Exposure to asbestos fibres can lead to the development of one of three fatal diseases:

  • Asbestosis (scarring of the lung)

  • Lung Cancer

  • Mesothelioma (cancer of the lung and stomach lining)

Such disease are currently responsible for about 3,000 deaths per year in the UK, a quarter of which are people who worked in the building trade. Current trends suggest that this figure is set to increase to more than 10,000 deaths per year by 2020.

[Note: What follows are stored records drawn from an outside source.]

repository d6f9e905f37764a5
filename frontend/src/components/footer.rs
//! Footer component

use leptos::*;

#[component]
pub fn Footer() -> impl IntoView {
    view! {
        <footer>
            <div>"Powered by " <span class="rust-badge">"🦀 Rust + Leptos"</span></div>
        </footer>
    }
}
impl<F, C, V> Orchestrator<F, C, V>
where
    F: UploadFile,
    C: SegmentClient<F> + 'static,
    V: UploadView<F> + 'static,
{
    pub fn new(client: C, view: V) -> Self {
        Self::with_policy(client, view, FailurePolicy::default())
    }

    pub fn with_policy(client: C, view: V, policy: FailurePolicy) -> Self {
        Self {
            inner: Rc::new(Inner {
                client,
                view,
                policy,
                session: RefCell::new(Session::new()),
            }),
        }
    }

    pub fn policy(&self) -> FailurePolicy {
        self.inner.policy
    }

    pub fn state(&self) -> SessionState {
        self.inner.session.borrow().state
    }

    /// Summaries of the current selection, in order.
    pub fn selection(&self) -> Vec<FileSummary> {
        self.inner
            .session
            .borrow()
            .selection
            .iter()
            .map(|s| s.summary.clone())
            .collect()
    }

    pub fn notice(&self) -> Option<Notice> {
        self.inner.session.borrow().notices.active().cloned()
    }

    /// Outcomes collected by the last submission, rendered or not.
    pub fn outcomes(&self) -> Vec<ProcessingOutcome> {
        self.inner.session.borrow().outcomes.clone()
    }

    // =========================================================================
    // Selection
    // =========================================================================

    /// Validate candidates from the picker or a drop event.
    ///
    /// Each rejection posts an error notice. When nothing is accepted the
    /// previous selection stays untouched; otherwise it is replaced by the
    /// accepted files.
    pub fn select(&self, candidates: Vec<F>) -> SelectionReport {
        if self.state() == SessionState::Submitting {
            log::warn!("⚠️ Selection ignored while a submission is running");
            return SelectionReport::default();
        }

        let Validated { accepted, rejected } = validate(candidates);

        for rejection in &rejected {
            log::warn!("🚫 Rejected {}: {:?}", rejection.file_name, rejection.reason);
            self.post_notice(NoticeKind::Error, UploadError::Validation(rejection.clone()).to_string());
        }

        if accepted.is_empty() {
            return SelectionReport {
                accepted: 0,
                rejected,
            };
        }

        let view = &self.inner.view;
        let selection: Vec<SelectedFile<F>> = accepted
            .into_iter()
            .map(|file| {
                let preview_url = match view.file_handle(&file) {
                    Ok(url) => Some(url),
                    Err(e) => {
                        log::warn!("Could not create preview for {}: {}", file.name(), e);
                        None
                    }
                };
                let summary = FileSummary {
                    name: file.name(),
                    mime_type: file.mime_type(),
                    size: file.size(),
                    preview_url,
                };
                SelectedFile { file, summary }
            })
            .collect();

        let summaries: Vec<FileSummary> = selection.iter().map(|s| s.summary.clone()).collect();
        let stale = {
            let mut session = self.inner.session.borrow_mut();
            let old = std::mem::replace(&mut session.selection, selection);
            session.outcomes.clear();
            session.state = SessionState::Selected;
            let mut stale: Vec<String> = old.into_iter().filter_map(|s| s.summary.preview_url).collect();
            stale.append(&mut session.result_handles);
            stale
        };
        self.release(&stale);

        let accepted = summaries.len();
        log::info!("📁 {} file(s) selected", accepted);

        let mut message = if accepted == 1 {
            format!("File \"{}\" selected successfully!", summaries[0].name)
        } else {
            format!("{} files selected successfully!", accepted)
        };
        if !rejected.is_empty() {
            message.push_str(&format!(" ({} skipped)", rejected.len()));
        }

        view.show_results(Vec::new());
        view.show_selection(summaries);
        self.post_notice(NoticeKind::Success, message);
        view.scroll_to(ScrollTarget::Selection);

        SelectionReport { accepted, rejected }
    }

    // =========================================================================
    // Submission
    // =========================================================================

    /// Submit every selected file, one request at a time.
    ///
    /// Returns `EmptySelection` or `Busy` without touching the network,
    /// after posting the matching error notice; per-file failures are
    /// reported inside the [`SubmitReport`].
    pub async fn submit(&self) -> UploadResult<SubmitReport> {
        let (files, stale, generation) = {
            let mut session = self.inner.session.borrow_mut();
            if session.in_flight {
                drop(session);
                log::warn!("⚠️ Submit refused, a batch is still running");
                self.post_notice(NoticeKind::Error, UploadError::Busy.to_string());
                return Err(UploadError::Busy);
            }
            if session.selection.is_empty() {
                drop(session);
                self.post_notice(NoticeKind::Error, UploadError::EmptySelection.to_string());
                return Err(UploadError::EmptySelection);
            }

            session.state = SessionState::Submitting;
            session.in_flight = true;
            session.notices.clear();
            session.outcomes.clear();
            let stale = std::mem::take(&mut session.result_handles);
            let files: Vec<(F, Option<String>)> = session
                .selection
                .iter()
                .map(|s| (s.file.clone(), s.summary.preview_url.clone()))
                .collect();
            (files, stale, session.generation)
        };

        let view = &self.inner.view;
        self.release(&stale);
        view.show_notice(None);
        view.show_results(Vec::new());
        view.set_busy(true);

        let total = files.len();
        let mut outcomes = Vec::with_capacity(total);
        let mut handles = Vec::new();
        let mut last_error: Option<UploadError> = None;

        for (index, (file, original_url)) in files.iter().enumerate() {
            if self.generation() != generation {
                break;
            }

            let file_name = file.name();
            log::info!("📤 Uploading {} ({}/{})", file_name, index + 1, total);

            match self.segment_one(file, &file_name).await {
                Ok(segmented_url) => {
                    log::info!("✅ Segmented {}", file_name);
                    handles.push(segmented_url.clone());
                    outcomes.push(ProcessingOutcome::Success {
                        file_name,
                        original_url: original_url.clone(),
                        segmented_url,
                    });
                }
                Err(err) => {
                    log::error!("❌ {} failed: {}", file_name, err);
                    outcomes.push(ProcessingOutcome::Failure {
                        file_name,
                        message: err.to_string(),
                    });
                    last_error = Some(err);
                    if self.inner.policy == FailurePolicy::AbortBatch {
                        break;
                    }
                }
            }

            if self.inner.policy == FailurePolicy::ContinueOnError && self.generation() == generation {
                view.show_results(outcomes.clone());
            }
        }

        let report = SubmitReport {
            skipped: total - outcomes.len(),
            outcomes,
        };

        let superseded = {
            let mut session = self.inner.session.borrow_mut();
            session.in_flight = false;
            if session.generation != generation {
                true
            } else {
                session.outcomes = report.outcomes.clone();
                session.result_handles = handles.clone();
                session.state = if report.is_complete() {
                    SessionState::Completed
                } else {
                    SessionState::Failed
                };
                false
            }
        };

        view.set_busy(false);

        if superseded {
            log::info!("🔄 Reset during submission, discarding {} outcome(s)", report.outcomes.len());
            self.release(&handles);
            return Ok(report);
        }

        match last_error {
            None => {
                log::info!("🎉 Batch completed: {} image(s)", report.succeeded());
                view.show_results(report.outcomes.clone());
                self.post_notice(
                    NoticeKind::Success,
                    format!(
                        "Water body segmentation completed for {} image(s)!",
                        report.succeeded()
                    ),
                );
                view.scroll_to(ScrollTarget::Results);
            }
            Some(err) if self.inner.policy == FailurePolicy::AbortBatch => {
                if report.skipped > 0 {
                    log::warn!("⏹️ Batch aborted, {} file(s) not sent", report.skipped);
                }
                self.post_notice(NoticeKind::Error, format!("Error: {}", err));
            }
            Some(err) => {
                view.show_results(report.outcomes.clone());
                self.post_notice(
                    NoticeKind::Error,
                    format!(
                        "{} of {} image(s) failed. Last error: {}",
                        report.failed(),
                        total,
                        err
                    ),
                );
                view.scroll_to(ScrollTarget::Results);
            }
        }

        Ok(report)
    }

    fn generation(&self) -> u64 {
        self.inner.session.borrow().generation
    }

    async fn segment_one(&self, file: &F, file_name: &str) -> UploadResult<String> {
        let image = self.inner.client.segment(file).await?;
        self.inner
            .view
            .image_handle(&image)
            .map_err(|message| UploadError::Transport {
                file_name: file_name.to_string(),
                message,
            })
    }

    // =========================================================================
    // Reset
    // =========================================================================

    /// Return the page to its initial empty state.
    ///
    /// A reset during a submission lets the request in flight settle but
    /// sends no further files and renders nothing from that batch.
    pub fn reset(&self) {
        let stale = {
            let mut session = self.inner.session.borrow_mut();
            let mut stale: Vec<String> = std::mem::take(&mut session.selection)
                .into_iter()
                .filter_map(|s| s.summary.preview_url)
                .collect();
            stale.append(&mut session.result_handles);
            session.outcomes.clear();
            session.notices.clear();
            session.state = SessionState::Idle;
            session.generation += 1;
            stale
        };
        self.release(&stale);

        let view = &self.inner.view;
        view.show_selection(Vec::new());
        view.show_results(Vec::new());
        view.show_notice(None);
        view.scroll_to(ScrollTarget::UploadZone);
        log::info!("🔄 Session reset");
    }

    // =========================================================================
    // Notices
    // =========================================================================

    /// Hide success notice `id` if nothing replaced it meanwhile.
    pub fn expire_notice(&self, id: u64) {
        let expired = self.inner.session.borrow_mut().notices.expire(id);
        if expired {
            self.inner.view.show_notice(None);
        }
    }

    fn post_notice(&self, kind: NoticeKind, message: String) {
        let notice = self.inner.session.borrow_mut().notices.post(kind, message);
        let id = notice.id;
        self.inner.view.show_notice(Some(notice));

        if kind.auto_hides() {
            let weak: Weak<Inner<F, C, V>> = Rc::downgrade(&self.inner);
            self.inner.view.schedule(
                Duration::from_millis(u64::from(NOTICE_AUTO_HIDE_MS)),
                Box::new(move || {
                    if let Some(inner) = weak.upgrade() {
                        Orchestrator { inner }.expire_notice(id);
                    }
                }),
            );
        }
    }

    fn release(&self, handles: &[String]) {
        for handle in handles {
            self.inner.view.release_handle(handle);
        }
    }
}
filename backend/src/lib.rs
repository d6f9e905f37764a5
//! # Waterseg - Water body segmentation service
//!
//! Hosts the upload widget and relays each uploaded image to an external
//! segmentation model, returning the segmented visualization.
//!
//! ## Architecture
//!
//! ```text
//! ┌─────────────┐     ┌─────────────┐     ┌─────────────┐     ┌─────────────┐
//! │   Widget    │────▶│  Validate   │────▶│  Segmenter  │────▶│  Segmented  │
//! │ (multipart) │     │ (type/size) │     │ (model API) │     │    image    │
//! └─────────────┘     └─────────────┘     └─────────────┘     └─────────────┘
//! ```
//!
//! ## Quick Start
//!
//! ```rust,ignore
//! use waterseg::{start_server, Settings};
//!
//! #[tokio::main]
//! async fn main() {
//!     let settings = Settings::from_env().unwrap();
//!     start_server(settings, 8000, None).await.unwrap();
//! }
//! ```
//!
//! ## Modules
//!
//! - [`error`] - Hierarchical error types
//! - [`config`] - Environment settings
//! - [`validation`] - Upload type and size checks
//! - [`segmenter`] - Model service client
//! - [`api`] - HTTP API server

// Core modules
pub mod error;
pub mod config;

// Validation
pub mod validation;

// Model
pub mod segmenter;

// HTTP API
pub mod api;

// =============================================================================
// Re-exports
// =============================================================================

pub use error::{ConfigError, SegmentError, ServerError, UploadError};
pub use config::{Settings, DEFAULT_PORT, MAX_UPLOAD_SIZE};
pub use validation::{validate_upload, ImageFormat};
pub use segmenter::{Point, Prediction, RemoteSegmenter, Segmenter, UploadedImage};
pub use api::{router, start_server, AppState, ImageResult, MultipleImagesResponse};
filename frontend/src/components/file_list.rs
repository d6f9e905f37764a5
//! Selected images awaiting submission.

use leptos::*;

use crate::FileSummary;

#[component]
pub fn FileList(
    files: RwSignal<Vec<FileSummary>>,
    anchor: NodeRef<html::Div>,
) -> impl IntoView {
    view! {
        <div class="file-list" class:hidden=move || files.with(|f| f.is_empty()) node_ref=anchor>
            <div class="file-list-header">
                {move || format!("📁 Selected images ({})", files.with(|f| f.len()))}
            </div>
            <For
                each=move || files.get().into_iter().enumerate()
                key=|(i, file)| (*i, file.name.clone(), file.preview_url.clone())
                children=move |(_, file)| {
                    let size = file.formatted_size();
                    view! {
                        <div class="file-item">
                            {file.preview_url.clone().map(|url| view! {
                                <img class="file-thumb" src=url alt=file.name.clone()/>
                            })}
                            <span class="file-name">{file.name.clone()}</span>
                            <span class="file-size">{size}</span>
                        </div>
                    }
                }
            />
        </div>
    }
}
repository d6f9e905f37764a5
//! Entry point for the WASM application

pub fn main() {
    waterseg_frontend::mount();
}
//! HTTP API tests against a live router with in-process segmenters.

use std::path::PathBuf;
use std::sync::atomic::{AtomicUsize, Ordering};
use std::sync::Arc;

use reqwest::multipart::{Form, Part};
use reqwest::StatusCode;
use serde_json::Value;
use tokio::net::TcpListener;
use waterseg::error::SegmentResult;
use waterseg::{
    router, AppState, MultipleImagesResponse, Point, Prediction, SegmentError, Segmenter, Settings,
    UploadedImage,
};

/// Prefixes the uploaded bytes so tests can check what reached the model,
/// and reports one detection per image.
#[derive(Clone, Default)]
struct EchoSegmenter {
    calls: Arc<AtomicUsize>,
}

impl EchoSegmenter {
    fn calls(&self) -> usize {
        self.calls.load(Ordering::SeqCst)
    }
}

impl Segmenter for EchoSegmenter {
    async fn segment(&self, image: UploadedImage) -> SegmentResult<Vec<u8>> {
        self.calls.fetch_add(1, Ordering::SeqCst);
        let mut out = format!("segmented:{}:", image.file_name).into_bytes();
        out.extend(image.bytes);
        Ok(out)
    }

    async fn predict(&self, image: UploadedImage) -> SegmentResult<Vec<Prediction>> {
        self.calls.fetch_add(1, Ordering::SeqCst);
        Ok(vec![Prediction {
            x: 10.0,
            y: 20.0,
            width: 4.0,
            height: 2.0,
            confidence: 0.9,
            class_name: "water".to_string(),
            points: vec![Point { x: 8.0, y: 19.0 }, Point { x: 12.0, y: 21.0 }],
            class_id: 0,
            detection_id: format!("det-{}", image.file_name),
        }])
    }
}

struct OfflineSegmenter;

impl Segmenter for OfflineSegmenter {
    async fn segment(&self, _image: UploadedImage) -> SegmentResult<Vec<u8>> {
        Err(SegmentError::ModelError {
            status: 503,
            message: "model offline".to_string(),
        })
    }

    async fn predict(&self, _image: UploadedImage) -> SegmentResult<Vec<Prediction>> {
        Err(SegmentError::ModelError {
            status: 503,
            message: "model offline".to_string(),
        })
    }
}

fn settings() -> Settings {
    Settings {
        app_name: "Water Segmentation API".to_string(),
        app_version: "9.9.9".to_string(),
        model_api_url: "http://model.invalid/segment".to_string(),
        api_key: None,
    }
}

async fn spawn<S: Segmenter>(segmenter: S, static_dir: Option<PathBuf>) -> String {
    let listener = TcpListener::bind("127.0.0.1:0").await.unwrap();
    let addr = listener.local_addr().unwrap();
    let app = router(AppState::new(settings(), segmenter), static_dir);
    tokio::spawn(async move {
        axum::serve(listener, app).await.unwrap();
    });
    format!("http://{}", addr)
}

fn image_form(field: &str, file_name: &str, bytes: &[u8]) -> Form {
    Form::new().part(field.to_string(), Part::bytes(bytes.to_vec()).file_name(file_name.to_string()))
}

fn batch_form(files: &[(&str, &str)]) -> Form {
    files.iter().fold(Form::new(), |form, (name, content)| {
        form.part("files", Part::bytes(content.as_bytes().to_vec()).file_name(name.to_string()))
    })
}

async fn post_to(base: &str, path: &str, form: Form) -> reqwest::Response {
    reqwest::Client::new()
        .post(format!("{}{}", base, path))
        .multipart(form)
        .send()
        .await
        .unwrap()
}

async fn post_image(base: &str, form: Form) -> reqwest::Response {
    post_to(base, "/api/v1/segment-image", form).await
}

async fn post_batch(base: &str, form: Form) -> reqwest::Response {
    post_to(base, "/api/v1/upload-and-segment", form).await
}

async fn detail(response: reqwest::Response) -> String {
    let body: Value = response.json().await.unwrap();
    body["detail"].as_str().unwrap().to_string()
}

#[tokio::test]
async fn test_root_banner() {
    let base = spawn(EchoSegmenter::default(), None).await;

    let body: Value = reqwest::get(format!("{}/", base)).await.unwrap().json().await.unwrap();

    assert_eq!(body["message"], "Water Segmentation API is running");
}

#[tokio::test]
async fn test_health() {
    let base = spawn(EchoSegmenter::default(), None).await;

    let body: Value = reqwest::get(format!("{}/health", base))
        .await
        .unwrap()
        .json()
        .await
        .unwrap();

    assert_eq!(body["status"], "ok");
    assert_eq!(body["version"], "9.9.9");
}

#[tokio::test]
async fn test_segment_returns_image() {
    let base = spawn(EchoSegmenter::default(), None).await;

    let response = post_image(&base, image_form("file", "lake.png", b"pngdata")).await;

    assert_eq!(response.status(), StatusCode::OK);
    let headers = response.headers().clone();
    assert_eq!(headers["content-type"], "image/png");
    assert!(headers["content-disposition"]
        .to_str()
        .unwrap()
        .contains("segmented_lake.png"));

    let body = response.bytes().await.unwrap();
    assert_eq!(&body[..], b"segmented:lake.png:pngdata");
}

#[tokio::test]
async fn test_jpg_served_as_jpeg() {
    let base = spawn(EchoSegmenter::default(), None).await;

    let response = post_image(&base, image_form("file", "river.JPG", b"jpgdata")).await;

    assert_eq!(response.status(), StatusCode::OK);
    assert_eq!(response.headers()["content-type"], "image/jpeg");
}

#[tokio::test]
async fn test_rejects_unsupported_type() {
    let base = spawn(EchoSegmenter::default(), None).await;

    let response = post_image(&base, image_form("file", "map.gif", b"gif89a")).await;

    assert_eq!(response.status(), StatusCode::BAD_REQUEST);
    assert!(detail(response).await.contains("File type not allowed"));
}

#[tokio::test]
async fn test_rejects_missing_file_field() {
    let base = spawn(EchoSegmenter::default(), None).await;

    let response = post_image(&base, image_form("image", "lake.png", b"pngdata")).await;

    assert_eq!(response.status(), StatusCode::BAD_REQUEST);
    assert_eq!(detail(response).await, "No file provided");
}

#[tokio::test]
async fn test_rejects_empty_file() {
    let base = spawn(EchoSegmenter::default(), None).await;

    let response = post_image(&base, image_form("file", "lake.png", b"")).await;

    assert_eq!(response.status(), StatusCode::BAD_REQUEST);
    assert_eq!(detail(response).await, "File is empty");
}

#[tokio::test]
async fn test_model_failure_is_reported() {
    let base = spawn(OfflineSegmenter, None).await;

    let response = post_image(&base, image_form("file", "lake.png", b"pngdata")).await;

    assert_eq!(response.status(), StatusCode::INTERNAL_SERVER_ERROR);
    let detail = detail(response).await;
    assert!(detail.starts_with("Segmentation failed:"));
    assert!(detail.contains("model offline"));
}

#[tokio::test]
async fn test_serves_widget_from_static_dir() {
    let dir = tempfile::tempdir().unwrap();
    std::fs::write(dir.path().join("index.html"), "<html>widget</html>").unwrap();
    let base = spawn(EchoSegmenter::default(), Some(dir.path().to_path_buf())).await;

    let body = reqwest::get(format!("{}/", base)).await.unwrap().text().await.unwrap();
    assert_eq!(body, "<html>widget</html>");

    // API routes still win over the static fallback
    let response = post_image(&base, image_form("file", "lake.png", b"pngdata")).await;
    assert_eq!(response.status(), StatusCode::OK);
}

#[tokio::test]
async fn test_batch_returns_predictions_in_order() {
    let segmenter = EchoSegmenter::default();
    let base = spawn(segmenter.clone(), None).await;

    let response = post_batch(
        &base,
        batch_form(&[("lake.png", "one"), ("river.jpeg", "two")]),
    )
    .await;

    assert_eq!(response.status(), StatusCode::OK);
    let raw: Value = response.json().await.unwrap();
    assert_eq!(raw["results"][0]["predictions"][0]["class"], "water");

    let body: MultipleImagesResponse = serde_json::from_value(raw).unwrap();
    let images: Vec<&str> = body.results.iter().map(|r| r.image.as_str()).collect();
    assert_eq!(images, vec!["lake.png", "river.jpeg"]);
    assert_eq!(body.results[1].predictions[0].detection_id, "det-river.jpeg");
    assert_eq!(body.results[0].predictions[0].points.len(), 2);
    assert_eq!(segmenter.calls(), 2);
}

#[tokio::test]
async fn test_batch_with_one_bad_file_is_rejected() {
    let segmenter = EchoSegmenter::default();
    let base = spawn(segmenter.clone(), None).await;

    let response = post_batch(
        &base,
        batch_form(&[("lake.png", "one"), ("map.gif", "gif89a")]),
    )
    .await;

    assert_eq!(response.status(), StatusCode::BAD_REQUEST);
    assert!(detail(response).await.contains("File type not allowed"));
    assert_eq!(segmenter.calls(), 0);
}

#[tokio::test]
async fn test_batch_without_files_is_rejected() {
    let base = spawn(EchoSegmenter::default(), None).await;

    let response = post_batch(&base, image_form("file", "lake.png", b"one")).await;

    assert_eq!(response.status(), StatusCode::BAD_REQUEST);
    assert_eq!(detail(response).await, "No file provided");
}

#[tokio::test]
async fn test_batch_model_failure_is_reported() {
    let base = spawn(OfflineSegmenter, None).await;

    let response = post_batch(&base, batch_form(&[("lake.png", "one")])).await;

    assert_eq!(response.status(), StatusCode::INTERNAL_SERVER_ERROR);
    assert!(detail(response).await.starts_with("Segmentation failed:"));
}
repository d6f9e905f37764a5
//! Application configuration.
//!
//! Centralized configuration for the segmentation upload widget.
//! The widget is served by the same origin as the API, so the endpoint
//! is a relative path.

use crate::types::FailurePolicy;

/// Application name, shown in the page title.
pub const APP_NAME: &str = "Water Segmentation";

/// Segmentation endpoint.
///
/// Receives one multipart `file` field per request and answers with the
/// segmented image.
pub const SEGMENT_ENDPOINT: &str = "/api/v1/segment-image";

/// Multipart field name holding the uploaded image.
pub const UPLOAD_FIELD: &str = "file";

/// MIME types accepted by the picker and the drop zone.
pub const ACCEPTED_MIME_TYPES: [&str; 4] = ["image/jpeg", "image/jpg", "image/png", "image/tiff"];

/// Maximum file size for upload (in bytes).
///
/// 500 MiB limit.
pub const MAX_FILE_SIZE: u64 = 500 * 1024 * 1024;

/// Delay before a success notice hides itself.
pub const NOTICE_AUTO_HIDE_MS: u32 = 5_000;

/// Delay before scrolling, so the DOM has rendered the target.
pub const SCROLL_DELAY_MS: u32 = 100;

/// What a failed file does to the rest of the batch.
///
/// `AbortBatch` stops at the first failure; `ContinueOnError` attempts
/// every file and shows failure cards next to the results.
pub const FAILURE_POLICY: FailurePolicy = FailurePolicy::AbortBatch;

#[cfg(test)]
mod tests {
    use super::*;

    #[test]
    fn test_failure_policy_defaults_to_abort() {
        assert_eq!(FAILURE_POLICY, FailurePolicy::default());
    }
}
//! HTTP API module.
//!
//! This module provides the HTTP server and API types for the
//! segmentation service.

pub mod server;
pub mod types;

pub use server::{router, start_server, AppState};
pub use types::*;
//! Waterseg CLI - Water body segmentation service
//!
//! # Commands
//!
//! ```bash
//! waterseg serve                          # Start HTTP server (port 8000)
//! waterseg serve --static-dir dist        # ...and host the upload widget
//! waterseg segment lake.png               # Segment one local image
//! ```

use clap::{Parser, Subcommand};
use std::path::{Path, PathBuf};
use waterseg::{
    start_server, validate_upload, RemoteSegmenter, Segmenter, Settings, UploadedImage,
    DEFAULT_PORT,
};

#[derive(Parser)]
#[command(name = "waterseg")]
#[command(about = "Upload images and get water body segmentations back", long_about = None)]
struct Cli {
    #[command(subcommand)]
    command: Commands,
}

#[derive(Subcommand)]
enum Commands {
    /// Start HTTP server
    Serve {
        /// Port to listen on
        #[arg(short, long, default_value_t = DEFAULT_PORT)]
        port: u16,

        /// Directory with the built upload widget
        #[arg(long)]
        static_dir: Option<PathBuf>,
    },

    /// Segment a local image through the model service
    Segment {
        /// Input image (jpg, jpeg, png, tiff)
        input: PathBuf,

        /// Output file (default: segmented_<name> next to the input)
        #[arg(short, long)]
        output: Option<PathBuf>,
    },
}

#[tokio::main]
async fn main() {
    // Load .env file (if present)
    dotenvy::dotenv().ok();

    let cli = Cli::parse();

    let result = match cli.command {
        Commands::Serve { port, static_dir } => cmd_serve(port, static_dir).await,
        Commands::Segment { input, output } => cmd_segment(&input, output.as_deref()).await,
    };

    if let Err(e) = result {
        eprintln!("❌ Error: {}", e);
        std::process::exit(1);
    }
}

async fn cmd_serve(port: u16, static_dir: Option<PathBuf>) -> Result<(), Box<dyn std::error::Error>> {
    let settings = Settings::from_env()?;
    start_server(settings, port, static_dir).await
}

async fn cmd_segment(input: &Path, output: Option<&Path>) -> Result<(), Box<dyn std::error::Error>> {
    let settings = Settings::from_env()?;

    let file_name = input
        .file_name()
        .and_then(|n| n.to_str())
        .ok_or_else(|| format!("Invalid input path: {}", input.display()))?
        .to_string();

    let bytes = tokio::fs::read(input).await?;
    let format = validate_upload(Some(&file_name), bytes.len() as u64)?;

    eprintln!("📤 Segmenting {} ({} bytes)", file_name, bytes.len());

    let segmenter = RemoteSegmenter::from_settings(&settings);
    let segmented = segmenter
        .segment(UploadedImage {
            file_name: file_name.clone(),
            format,
            bytes,
        })
        .await?;

    let output = output
        .map(Path::to_path_buf)
        .unwrap_or_else(|| input.with_file_name(format!("segmented_{}", file_name)));
    tokio::fs::write(&output, &segmented).await?;

    eprintln!("💾 Saved to: {}", output.display());
    Ok(())
}
//! Hero section component

use leptos::*;

#[component]
pub fn Hero() -> impl IntoView {
    view! {
        <div class="hero">
            <h1>"🌊 Water Body Segmentation"</h1>
            <p class="subtitle">
                "Upload satellite or aerial images to detect and highlight water bodies. "
                "Each image is processed separately and shown next to its segmentation."
            </p>
        </div>
    }
}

Where is asbestos found in buildings?

Due to their distinct chemical, mechanical and physical characteristics, thousands of tons of asbestos were used over the last century in the construction of industrial, commercial and domestic properties throughout the UK. It's most common uses were:

  • Sprayed asbestos (limprt) on steelwork

  • Thermal insulation (lagging) on pipework and boilers

  • Asbestos insulation board (AIB) ceiling tiles, wall panels, firebreaks and soffits

  • Asbestos cement products, corrugated sheeting, heater flue pipes and rainwear

  • Other products including floor tiles, artex coatings, mastics/sealants, pipewwork-gaskets and roofing felt

Who is currently at risk?

All occupants of buildings containing asbestos where it is not appropriately managed. Particularly building maintenance workers such as plumbers, carpenters, electricians, computer/cabling installers and telcommunication engineers, all who may routinely disturb asbestos materials in day to day work. Accumulated over time such repeated exposures could therefore lead to the development of asbestos related diseases.

New regulations

In response to the risks of exposure to asbestos the Government introduced the Control of Asbestos at Work Regulations (CAW) 2002 in October 2002. The aim is to ensure that all materials that contain asbestos are managed in a way that protects employees and other users of buildings from these risks.Regulation 4 of CAW 2002 requires the "Duty Holder" of all non-domestic properties to produce a written management plan specifying the measures to be taken to control and manage the risks posed by exposure to asbestos-containing materials in their premises.The "Duty Holder" could be the employer, property manager, landlord or any person who has a responsibility for managing and maintaining premises.The steps necessary to comply with the Regulations are:

  • Assess whether premises contain asbestos;

  • Assess the risk from asbestos; and

  • Take action to manage the risk from asbestos.

The Regulations are now in force and require an Asbestos Management Plan to be in place for every workplace by April 2004.